荧光显微镜技术的原理
如图2所示,在普通的荧光显微镜下,我们很难分清红色、绿色两种荧光分子标记的不同蛋白(如(a)(c)(e)所示);那图中的(b)(d)(f)又是如何实现红色、绿色两种蛋白分开呢?该图为纳观生物有限公司拍摄,我们就以该公司研发的SRiS超高分辨率成像系统为例,给大家介绍下随机光学重构显微技术的原理。
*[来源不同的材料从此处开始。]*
// This Source Code Form is subject to the terms of the Mozilla Public
// License, v. 2.0. If a copy of the MPL was not distributed with this
// file, You can obtain one at https://mozilla.org/MPL/2.0/.

//! Top-level parsed city model.

use crate::envelope::Envelope;
use crate::object::CityObject;

/// A fully parsed city model: root objects, global envelope and the
/// appearance themes declared by the document, in declaration order.
#[derive(Debug, Clone)]
pub struct CityModel {
    id: String,
    roots: Vec<CityObject>,
    envelope: Envelope,
    themes: Vec<String>,
}

impl CityModel {
    pub fn new(id: impl Into<String>) -> Self {
        Self {
            id: id.into(),
            roots: Vec::new(),
            envelope: Envelope::new(),
            themes: Vec::new(),
        }
    }

    #[inline]
    pub fn id(&self) -> &str {
        &self.id
    }

    #[inline]
    pub fn root_objects(&self) -> &[CityObject] {
        &self.roots
    }

    /// Global envelope; may be invalid when the source declared none.
    #[inline]
    pub fn envelope(&self) -> &Envelope {
        &self.envelope
    }

    /// Appearance theme names in declaration order.
    #[inline]
    pub fn themes(&self) -> &[String] {
        &self.themes
    }

    pub fn set_envelope(&mut self, envelope: Envelope) {
        self.envelope = envelope;
    }

    pub fn push_root(&mut self, object: CityObject) {
        self.roots.push(object);
    }

    pub fn push_theme(&mut self, theme: impl Into<String>) {
        self.themes.push(theme.into());
    }

    /// Builder-style root append.
    pub fn with_root(mut self, object: CityObject) -> Self {
        self.roots.push(object);
        self
    }

    /// Builder-style envelope set.
    pub fn with_envelope(mut self, envelope: Envelope) -> Self {
        self.envelope = envelope;
        self
    }

    /// Builder-style theme append.
    pub fn with_theme(mut self, theme: impl Into<String>) -> Self {
        self.themes.push(theme.into());
        self
    }
}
该技术的原理是,通过特殊配置的成像缓冲液(Imaging buffer)以及较高强度的激光,使样品在每一个瞬间都仅有少量随机、离散的单个荧光分子处于发光状态(荧光分子开关, Photo-Switchable fluorophore),其他瞬间处于黑暗状态(如图3实时拍摄效果所示),通过拟合,找出每个发光荧光分子中心点的位置。重复拍摄多张图片之后,就可以把所有荧光分子的中心点位置叠加起来形成整幅图像,从而得到样品更多的细节,超分辨显微重构的结果不仅可以看到粗的纤维,还可以显示普通荧光显微镜下观察不到的极细纤维的精细结构(如图3重构结果所示)。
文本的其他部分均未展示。